I’ve spent much less time as a musician. It’s intimidating and highly nerve-wracking to be in the student position while we are still putting out work, but I like to do that because it reminds me to stay in the student position as an actor too and try to stay there all the time. Because there’s always more you can be learning and growing, it’s good. It’s the David Bowie quote that you want to be in the ocean just deep enough that your toes can barely touch the bottom of the floor, you want to be just a little unsure. So both things react and respond to each other, and I feel so lucky to be able to do them.
Talking about how people’s mentalities change and how a script like that of Reality Bites is seen today, Stranger Things is the perfect example of the opposite: the show has had a cultural impact on a generation. Do you think about whether this will be perceived differently in the future?

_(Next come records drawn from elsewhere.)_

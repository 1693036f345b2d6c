//! Error types for romdock-import
//!
//! `ImportError` is the per-file failure taxonomy of the pipeline; nothing
//! that produces one is fatal to a batch. `ApiError` is what HTTP handlers
//! return.

use crate::models::FileOutcome;
use axum::{
    http::StatusCode,
    response::{IntoResponse, Response},
    Json,
};
use serde_json::json;
use std::path::PathBuf;
use thiserror::Error;

/// Failure while importing a single file
#[derive(Debug, Error)]
pub enum ImportError {
    /// Create, move or delete failed; the file stays where it was
    #[error("Filesystem error on {path}: {source}")]
    Filesystem {
        path: PathBuf,
        #[source]
        source: std::io::Error,
    },

    /// Archive could not be extracted; the archive is retained
    #[error("Archive extraction failed for {path}: {reason}")]
    ArchiveExtraction { path: PathBuf, reason: String },

    /// Reference database query failed; the entry stays flagged for sync
    #[error("Metadata lookup failed: {0}")]
    MetadataLookup(String),

    /// Artwork could not be fetched or decoded; the entry keeps no artwork
    #[error("Artwork download failed for {url}: {reason}")]
    ArtworkDownload { url: String, reason: String },

    /// Catalog store failure
    #[error("Catalog error: {0}")]
    Catalog(#[from] romdock_common::Error),

    /// A background task panicked or was aborted
    #[error("Task failed: {0}")]
    Task(#[from] tokio::task::JoinError),
}

impl ImportError {
    /// Wrap an io::Error with the path it concerns
    pub fn fs(path: impl Into<PathBuf>, source: std::io::Error) -> Self {
        ImportError::Filesystem {
            path: path.into(),
            source,
        }
    }
}

impl From<sqlx::Error> for ImportError {
    fn from(err: sqlx::Error) -> Self {
        ImportError::Catalog(romdock_common::Error::Database(err))
    }
}

/// Result type for pipeline steps
pub type ImportResult<T> = Result<T, ImportError>;

impl From<ImportError> for FileOutcome {
    fn from(err: ImportError) -> Self {
        FileOutcome::Failed {
            error: err.to_string(),
        }
    }
}

/// API error type
#[derive(Debug, Error)]
pub enum ApiError {
    /// Resource not found (404)
    #[error("Resource not found: {0}")]
    NotFound(String),

    /// Invalid request (400)
    #[error("Invalid request: {0}")]
    BadRequest(String),

    /// Pipeline error
    #[error(transparent)]
    Import(#[from] ImportError),
}

impl IntoResponse for ApiError {
    fn into_response(self) -> Response {
        let (status, error_code, message) = match self {
            ApiError::NotFound(msg) => (StatusCode::NOT_FOUND, "NOT_FOUND", msg),
            ApiError::BadRequest(msg) => (StatusCode::BAD_REQUEST, "BAD_REQUEST", msg),
            ApiError::Import(ref err) => (
                StatusCode::INTERNAL_SERVER_ERROR,
                "IMPORT_ERROR",
                err.to_string(),
            ),
        };

        let body = Json(json!({
            "error": {
                "code": error_code,
                "message": message,
            }
        }));

        (status, body).into_response()
    }
}

/// Result type for API handlers
pub type ApiResult<T> = Result<T, ApiError>;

I do think that my generation values friendships really highly, and they’re valued really highly in the show too. I’m not saying there’s necessarily a quotation there, but I know it is really about friendships, and I noticed more and more with my peers that it’s way less about romantic relationships, who you end up with, or if you’re gonna get married. Instead, it’s becoming more about what your friendships are like, and your community. There’s a real emphasis on being an honorable friend. So I don’t know if that’s connected.
Stranger Things has given you the opportunity to reach the mainstream, and younger audiences resonate with your character. What does this mean to you?

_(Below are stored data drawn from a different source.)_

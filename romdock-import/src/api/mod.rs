//! HTTP API handlers for romdock-import
//!
//! REST endpoints to trigger scans and settle conflicts, plus an SSE stream
//! of pipeline events.

pub mod conflicts;
pub mod health;
pub mod import;
pub mod sse;
pub mod systems;

pub use conflicts::conflict_routes;
pub use health::health_routes;
pub use import::import_routes;
pub use sse::event_stream;
pub use systems::system_routes;
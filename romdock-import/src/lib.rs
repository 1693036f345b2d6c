//! romdock-import library interface
//!
//! The import pipeline (watch, extract, identify, catalog, enrich) plus the
//! HTTP surface that drives it. Exposed as a library for integration tests.

pub mod api;
pub mod config;
pub mod db;
pub mod error;
pub mod models;
pub mod naming;
pub mod services;

pub use crate::error::{ApiError, ApiResult, ImportError, ImportResult};

use axum::Router;
use chrono::{DateTime, Utc};
use models::BatchReport;
use romdock_common::events::EventBus;
use services::ImportOrchestrator;
use std::collections::HashMap;
use std::sync::Arc;
use tokio::sync::RwLock;
use uuid::Uuid;

/// Application state shared across handlers
#[derive(Clone)]
pub struct AppState {
    pub orchestrator: Arc<ImportOrchestrator>,
    /// Event bus for SSE broadcasting
    pub event_bus: EventBus,
    /// Reports of batches finished since startup
    pub batch_reports: Arc<RwLock<HashMap<Uuid, BatchReport>>>,
    /// Service startup timestamp for uptime tracking
    pub startup_time: DateTime<Utc>,
    /// Last background error, for diagnostics
    pub last_error: Arc<RwLock<Option<String>>>,
}

impl AppState {
    pub fn new(orchestrator: Arc<ImportOrchestrator>) -> Self {
        let event_bus = orchestrator.event_bus().clone();
        Self {
            orchestrator,
            event_bus,
            batch_reports: Arc::new(RwLock::new(HashMap::new())),
            startup_time: Utc::now(),
            last_error: Arc::new(RwLock::new(None)),
        }
    }
}

/// Build application router
pub fn build_router(state: AppState) -> Router {
    use axum::routing::get;

    Router::new()
        .merge(api::health_routes())
        .merge(api::system_routes())
        .merge(api::import_routes())
        .merge(api::conflict_routes())
        .route("/events", get(api::event_stream))
        .with_state(state)
}
//! Event types for the romdock event system
//!
//! Provides the shared event vocabulary and the EventBus used by the import
//! pipeline and the HTTP event stream.

use serde::{Deserialize, Serialize};
use std::path::PathBuf;
use tokio::sync::broadcast;
use uuid::Uuid;

/// Events emitted while importing files
///
/// Events are broadcast via EventBus and serialized for SSE transmission.
#[derive(Debug, Clone, Serialize, Deserialize)]
#[serde(tag = "type")]
pub enum RomdockEvent {
    /// Catalog work (metadata lookup) started for a file
    ImportStarted {
        path: PathBuf,
        timestamp: chrono::DateTime<chrono::Utc>,
    },

    /// A file finished importing
    ImportFinished {
        /// Content hash of the catalog entry the file landed in
        content_hash: String,
        /// True when metadata was (re)queried for the entry
        was_modified: bool,
        timestamp: chrono::DateTime<chrono::Utc>,
    },

    /// An artwork download attempt finished
    ArtworkFinished {
        url: String,
        /// Whether the artwork ended up in the media cache
        cached: bool,
        timestamp: chrono::DateTime<chrono::Utc>,
    },

    /// All files of a batch were processed
    BatchCompleted {
        batch_id: Uuid,
        encountered_conflicts: bool,
        imported: usize,
        updated: usize,
        failed: usize,
        timestamp: chrono::DateTime<chrono::Utc>,
    },

    /// Archive extraction started
    ArchiveInflationStarted {
        path: PathBuf,
        timestamp: chrono::DateTime<chrono::Utc>,
    },

    /// One archive member was written
    ArchiveInflationProgress {
        path: PathBuf,
        completed: usize,
        total: usize,
        timestamp: chrono::DateTime<chrono::Utc>,
    },

    /// Archive extraction failed; the archive was left in place
    ArchiveInflationFailed {
        path: PathBuf,
        reason: String,
        timestamp: chrono::DateTime<chrono::Utc>,
    },

    /// A dropped file was installed as a system's BIOS
    BiosInstalled {
        system_id: String,
        path: PathBuf,
        timestamp: chrono::DateTime<chrono::Utc>,
    },

    /// A file was moved into the conflicts directory
    ConflictHeld {
        path: PathBuf,
        candidate_systems: Vec<String>,
        timestamp: chrono::DateTime<chrono::Utc>,
    },

    /// A new system registry snapshot was installed
    SystemsReloaded {
        system_count: usize,
        timestamp: chrono::DateTime<chrono::Utc>,
    },
}

impl RomdockEvent {
    /// Event name, as used for the SSE `event:` field
    pub fn event_type(&self) -> &str {
        match self {
            RomdockEvent::ImportStarted { .. } => "ImportStarted",
            RomdockEvent::ImportFinished { .. } => "ImportFinished",
            RomdockEvent::ArtworkFinished { .. } => "ArtworkFinished",
            RomdockEvent::BatchCompleted { .. } => "BatchCompleted",
            RomdockEvent::ArchiveInflationStarted { .. } => "ArchiveInflationStarted",
            RomdockEvent::ArchiveInflationProgress { .. } => "ArchiveInflationProgress",
            RomdockEvent::ArchiveInflationFailed { .. } => "ArchiveInflationFailed",
            RomdockEvent::BiosInstalled { .. } => "BiosInstalled",
            RomdockEvent::ConflictHeld { .. } => "ConflictHeld",
            RomdockEvent::SystemsReloaded { .. } => "SystemsReloaded",
        }
    }
}

/// Broadcast bus for RomdockEvents
///
/// Cheap to clone; every clone feeds the same channel.
///
/// ```
/// use romdock_common::events::{EventBus, RomdockEvent};
///
/// let event_bus = EventBus::new(100);
/// let mut rx = event_bus.subscribe();
///
/// event_bus.emit_lossy(RomdockEvent::SystemsReloaded {
///     system_count: 12,
///     timestamp: chrono::Utc::now(),
/// });
/// assert!(rx.try_recv().is_ok());
/// ```
#[derive(Clone)]
pub struct EventBus {
    tx: broadcast::Sender<RomdockEvent>,
    capacity: usize,
}

impl EventBus {
    /// Creates a new EventBus with specified channel capacity
    ///
    /// Slow subscribers lose the oldest events once `capacity` is exceeded.
    pub fn new(capacity: usize) -> Self {
        let (tx, _) = broadcast::channel(capacity);
        Self { tx, capacity }
    }

    /// Subscribe to all future events
    pub fn subscribe(&self) -> broadcast::Receiver<RomdockEvent> {
        self.tx.subscribe()
    }

    /// Emit an event to all subscribers
    ///
    /// Returns `Ok(subscriber_count)` if at least one subscriber exists.
    #[allow(clippy::result_large_err)]
    pub fn emit(
        &self,
        event: RomdockEvent,
    ) -> Result<usize, broadcast::error::SendError<RomdockEvent>> {
        self.tx.send(event)
    }

    /// Emit an event, ignoring if no subscribers are listening
    pub fn emit_lossy(&self, event: RomdockEvent) {
        let _ = self.tx.send(event);
    }

    /// Current number of active subscribers
    pub fn subscriber_count(&self) -> usize {
        self.tx.receiver_count()
    }

    /// Configured channel capacity
    pub fn capacity(&self) -> usize {
        self.capacity
    }
}
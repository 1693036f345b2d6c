//! Configuration resolution for romdock-import
//!
//! Combines the resolved root folder with the `[import]` TOML section.
//! Environment variables override individual TOML values:
//! `ROMDOCK_WORK_CONCURRENCY`, `ROMDOCK_STABILITY_INTERVAL_MS`,
//! `ROMDOCK_REFERENCE_DB`.

use romdock_common::config::{ImportSettings, TomlConfig};
use romdock_common::{Error, Result};
use std::path::{Path, PathBuf};
use std::time::Duration;
use tracing::{info, warn};

/// Well-known folders below the root folder
#[derive(Debug, Clone)]
pub struct RootLayout {
    pub root: PathBuf,
    /// Drop folder the watcher monitors
    pub imports: PathBuf,
    /// Flat holding area for unresolved files
    pub conflicts: PathBuf,
    /// Parent of every system's storage directory
    pub roms: PathBuf,
    pub artwork_cache: PathBuf,
    /// Parent of every system's BIOS directory
    pub bios: PathBuf,
    pub catalog_db: PathBuf,
    /// Optional override of the bundled system list
    pub systems_file: PathBuf,
}

impl RootLayout {
    pub fn new(root: impl Into<PathBuf>) -> Self {
        let root = root.into();
        Self {
            imports: root.join("Imports"),
            conflicts: root.join("Conflicts"),
            roms: root.join("ROMs"),
            artwork_cache: root.join("Caches").join("Artwork"),
            bios: root.join("BIOS"),
            catalog_db: root.join("romdock.db"),
            systems_file: root.join("systems.toml"),
            root,
        }
    }

    /// Storage directory of one system
    pub fn system_dir(&self, system_id: &str) -> PathBuf {
        self.roms.join(system_id)
    }

    /// Create the folders the pipeline writes into
    pub fn ensure_dirs(&self) -> Result<()> {
        for dir in [
            &self.imports,
            &self.conflicts,
            &self.roms,
            &self.artwork_cache,
            &self.bios,
        ] {
            std::fs::create_dir_all(dir)?;
        }
        Ok(())
    }
}

/// Effective configuration of the import service
#[derive(Debug, Clone)]
pub struct ImportConfig {
    pub layout: RootLayout,
    pub reference_db: PathBuf,
    pub stability_interval: Duration,
    pub work_concurrency: usize,
    pub artwork_max_resolution: u32,
    pub artwork_jpeg_quality: u8,
    pub bind_address: String,
    pub http_timeout: Duration,
}

impl ImportConfig {
    /// Resolve from TOML plus environment overrides
    ///
    /// **Priority:** ENV → TOML → default
    pub fn resolve(root: &Path, toml_config: &TomlConfig) -> Result<Self> {
        let mut settings = toml_config.import.clone();

        if let Some(value) = env_override::<usize>("ROMDOCK_WORK_CONCURRENCY")? {
            info!(work_concurrency = value, "Work concurrency from environment");
            settings.work_concurrency = value;
        }
        if let Some(value) = env_override::<u64>("ROMDOCK_STABILITY_INTERVAL_MS")? {
            info!(stability_interval_ms = value, "Stability interval from environment");
            settings.stability_interval_ms = value;
        }
        if let Ok(path) = std::env::var("ROMDOCK_REFERENCE_DB") {
            if settings.reference_database.is_some() {
                warn!("Reference database set in both environment and TOML, using environment");
            }
            settings.reference_database = Some(PathBuf::from(path));
        }

        settings.validate()?;
        Ok(Self::from_settings(root, &settings))
    }

    /// Build without consulting the environment
    pub fn from_settings(root: &Path, settings: &ImportSettings) -> Self {
        let layout = RootLayout::new(root);
        let reference_db = settings
            .reference_database
            .clone()
            .unwrap_or_else(|| layout.root.join("openvgdb.sqlite"));

        Self {
            layout,
            reference_db,
            stability_interval: Duration::from_millis(settings.stability_interval_ms),
            work_concurrency: settings.work_concurrency,
            artwork_max_resolution: settings.artwork_max_resolution,
            artwork_jpeg_quality: settings.artwork_jpeg_quality,
            bind_address: settings.bind_address.clone(),
            http_timeout: Duration::from_secs(settings.http_timeout_secs),
        }
    }
}

fn env_override<T: std::str::FromStr>(name: &str) -> Result<Option<T>> {
    match std::env::var(name) {
        Ok(raw) => raw
            .trim()
            .parse::<T>()
            .map(Some)
            .map_err(|_| Error::Config(format!("{} is not a valid value: {:?}", name, raw))),
        Err(_) => Ok(None),
    }
}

God, I think it’s really hard to have perspective now. It would make sense to have that conversation in the future because there would be twenty years to look back on and see what was important about it and what resonated, but it’s harder to understand what’s happening it that moment.
I think that the show as a whole resonates with audiences, and therefore, it has so many people who watch it, there are groups of people who care about one character or another. I remember being a kid with the Twilight movies, and the passion that some people had in the Jacob/Edward debate was just vehement. It’s hard to have perspective. I don’t know, but I feel grateful to be a part of it.
In your new movie, Wildcat, you play American writer Flannery O’Connor. I think you have followed her work for several years and her character resonates with you.
I actually auditioned for one of her texts. I think my paternal grandmother showed her work to my father when he was young. And then I got fronted by an English teacher. I just got obsessed with it. I used it as an audition for a bunch of different drama schools. My interest in it is from such an emotional, communal language and landscape of conversations with my father for my whole life.
Was it difficult to take your personal relationship with your father onto the film set?
We’ve been talking about the intersection of creativity and your relationship to whatever higher power my whole life, so the reason we would do this together was very simple. You’re in conversation, then the film is an extension of that conversation.
Did you discover anything new from your father while working together?
This is the first front-facing public artwork we’ve done together that we’re sharing with the world. But making things together didn’t feel particularly like uncharted ground. We’ve been talking about movies, music, and play readings in the living room forever. Being a family and trying to have a public relationship with that, that feels dangerous and scary. But the making of it was just a blessing.